→ SUPPLIED DATA:
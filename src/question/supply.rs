//! Working-list construction: pad short question lists from the pool.
//!
//! A session needs an exact number of questions. Whatever the fetch
//! produced, `QuestionSupply::ensure` tops the list up from the fallback
//! pool, shuffled deterministically so a seeded session replays the same
//! padding. Running the pool dry is an explicit error, never a silent
//! repeat of questions.

use rustc_hash::FxHashSet;
use thiserror::Error;
use tracing::warn;

use super::fallback::fallback_pool;
use super::model::{NormalizedQuestion, QuestionId};
use crate::core::GameRng;

/// Failure to assemble a complete working list.
#[derive(Clone, Debug, Error, PartialEq, Eq)]
pub enum SupplyError {
    /// The fallback pool cannot cover the deficit.
    #[error("fallback pool exhausted: short {missing} of {required} questions")]
    PoolExhausted { required: usize, missing: usize },
}

/// Pads question lists from a fallback pool.
#[derive(Clone, Debug)]
pub struct QuestionSupply {
    pool: Vec<NormalizedQuestion>,
}

impl Default for QuestionSupply {
    fn default() -> Self {
        Self::new()
    }
}

impl QuestionSupply {
    /// Supply backed by the bundled general-knowledge pool.
    #[must_use]
    pub fn new() -> Self {
        Self { pool: fallback_pool() }
    }

    /// Supply backed by a custom pool.
    #[must_use]
    pub fn with_pool(pool: Vec<NormalizedQuestion>) -> Self {
        Self { pool }
    }

    /// Number of questions the pool can contribute.
    #[must_use]
    pub fn pool_size(&self) -> usize {
        self.pool.len()
    }

    /// The pool contents, in their stored order.
    #[must_use]
    pub fn pool(&self) -> &[NormalizedQuestion] {
        &self.pool
    }

    /// Build a working list of exactly `required` questions.
    ///
    /// A sufficient `available` list passes through unchanged; its order
    /// is the play order. A short list keeps its prefix and is padded
    /// from a shuffled copy of the pool, skipping IDs already present so
    /// one padding operation never introduces duplicates.
    pub fn ensure(
        &self,
        available: Vec<NormalizedQuestion>,
        required: usize,
        rng: &mut GameRng,
    ) -> Result<Vec<NormalizedQuestion>, SupplyError> {
        if available.len() >= required {
            return Ok(available);
        }

        let deficit = required - available.len();
        let present: FxHashSet<QuestionId> = available.iter().map(|q| q.id()).collect();
        let mut candidates: Vec<NormalizedQuestion> = self
            .pool
            .iter()
            .filter(|q| !present.contains(&q.id()))
            .cloned()
            .collect();

        if candidates.len() < deficit {
            return Err(SupplyError::PoolExhausted {
                required,
                missing: deficit - candidates.len(),
            });
        }

        rng.shuffle(&mut candidates);
        candidates.truncate(deficit);
        warn!(
            padded = deficit,
            required,
            "padding short question list from fallback pool"
        );

        let mut list = available;
        list.extend(candidates);
        Ok(list)
    }
}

→ WORK REQUEST: Would you copy out exactly the lines above that start at the one containing "a custom pool." and end at the one containing "pub fn pool_size(&self)", inclusive?

→ SOLUTION FOR THIS PROBLEM:
    /// Supply backed by a custom pool.
    #[must_use]
    pub fn with_pool(pool: Vec<NormalizedQuestion>) -> Self {
        Self { pool }
    }

    /// Number of questions the pool can contribute.
    #[must_use]
    pub fn pool_size(&self) -> usize {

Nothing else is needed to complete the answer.